Seven months, twenty pounds, and one refreshing beach trip later, I finally feel more like myself. Well, myself with love handles. But I'm smiling more and I can do yoga and take Oscar for a walk without paying for it with pain. I'm beginning to have enough space in my heart to contemplate other people's needs because it's no longer as overwhelming. I'm planning happy events for people that live far away because now I know what to do to manage my health. I'm about to celebrate five years of marriage with the best guy around, and will toast the worst year of my life but the best year of my marriage. Things are looking up.
You needed a little backstory before I got to the heart of this story: the theme of the season. What have I learned? What will be the immediate reflex of thought ten years from now when someone mentions the autumn of 2018? Here's what I've got:
Tough seasons inform good seasons. You leave a bad season (though it feels like it's eternal and will NEVER end) knowing that you just made it out of the last season by the skin of your teeth and the grace of God. ANY sort of rest or refrain or mercy that follows next is so wonderful and exhilarating and welcomed. In fact, this new "good season" may not have been characterized as such six years ago when life was perfect and nothing bad had ever happened to you. This good season may have been seen as boring. But now you're wiser and more humble and understand that ALL good and perfect gifts come from above, and you will take whatever you can freaking get and you will BE HAPPY WITH IT. Because please Lord don't make me go back. All of this to say: you are more thankful and pleased with less. The wants are whittled away and only the needs remain, which are a lot easier to satisfy.
You need good friends who will show up.
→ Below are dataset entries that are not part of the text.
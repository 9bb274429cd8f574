use std::fs;
use std::path::{Path, PathBuf};

use tracing::{info, instrument, warn};

use crate::error::Result;
use crate::io::{excel_write, json_write, manad_read};
use crate::report::{self, ReportData};

/// Output representations the pipeline can render a report into.
#[derive(Debug, Clone, Copy, PartialEq, Eq)]
pub enum ReportFormat {
    Xlsx,
    Json,
}

impl ReportFormat {
    /// File extension used for batch outputs.
    pub fn extension(self) -> &'static str {
        match self {
            ReportFormat::Xlsx => "xlsx",
            ReportFormat::Json => "json",
        }
    }
}

/// Counts describing one processed file, for logging and assertions.
#[derive(Debug, Clone, Copy, PartialEq, Eq)]
pub struct ReportSummary {
    pub entry_count: usize,
    pub description_count: usize,
    pub grouped_rows: usize,
    pub failed_lines: usize,
}

/// Runs the full pipeline for one MANAD file: load, consolidate, render.
///
/// Malformed record lines are logged and excluded; they never abort the run.
/// Only an unreadable input or an unwritable output is fatal.
#[instrument(
    level = "info",
    skip_all,
    fields(input = %input.display(), output = %output.display())
)]
pub fn process_file(input: &Path, output: &Path, format: ReportFormat) -> Result<ReportSummary> {
    let loaded = manad_read::read_file(input)?;
    for failure in &loaded.failures {
        warn!(
            line_number = failure.line_number,
            reason = %failure.reason,
            "skipped malformed record"
        );
    }

    let report = report::build_report(&loaded.entries, &loaded.descriptions);
    info!(
        entry_count = loaded.entries.len(),
        description_count = loaded.descriptions.len(),
        grouped_rows = report.grouped.len(),
        failed_lines = loaded.failures.len(),
        "report consolidated"
    );

    render(output, &report, format)?;
    Ok(ReportSummary {
        entry_count: loaded.entries.len(),
        description_count: loaded.descriptions.len(),
        grouped_rows: report.grouped.len(),
        failed_lines: loaded.failures.len(),
    })
}

/// Processes every `.txt` file in a folder, writing one `Rel_<name>` report
/// per input into the output folder. Returns the number of files processed.
///
/// Files are visited in path order so batch runs are reproducible; state is
/// never shared between files.
#[instrument(
    level = "info",
    skip_all,
    fields(input = %input_dir.display(), output = %output_dir.display())
)]
pub fn process_folder(input_dir: &Path, output_dir: &Path, format: ReportFormat) -> Result<usize> {
    fs::create_dir_all(output_dir)?;

    let mut inputs: Vec<PathBuf> = fs::read_dir(input_dir)?
        .collect::<std::io::Result<Vec<_>>>()?
        .into_iter()
        .map(|dir_entry| dir_entry.path())
        .filter(|path| is_manad_input(path))
        .collect();
    inputs.sort();

    for path in &inputs {
        let stem = path
            .file_stem()
            .and_then(|stem| stem.to_str())
            .unwrap_or("manad");
        let output = output_dir.join(format!("Rel_{stem}.{}", format.extension()));
        process_file(path, &output, format)?;
    }

    info!(file_count = inputs.len(), "batch complete");
    Ok(inputs.len())
}

fn render(output: &Path, report: &ReportData, format: ReportFormat) -> Result<()> {
    match format {
        ReportFormat::Xlsx => excel_write::write_report(output, report),
        ReportFormat::Json => json_write::write_report(output, report),
    }
}

fn is_manad_input(path: &Path) -> bool {
    path.is_file()
        && path
            .extension()
            .and_then(|extension| extension.to_str())
            .is_some_and(|extension| extension.eq_ignore_ascii_case("txt"))
}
You need friends who have experienced way worse than your measly cracked ribs and inability to touch your toes but still make you feel heard and understood. And not at all high maintenance. You need people in your corner who will advocate for you, who will be OK if you can't make a single day be about them for quite awhile.
You have to be careful about what you give oxygen to. There is a difference between self-care and self-centeredness, the blues and depression, and relaxation and laziness.
There is strength in weakness. There is beauty in ashes. There is holiness in needing help.
Right now, I'd say this season was miserable and limiting. But I am working towards the idea that I'll be able to say it was refining. I know that my circumstances could be better or worse, and I'm trying to attain a posture of being thankful for either.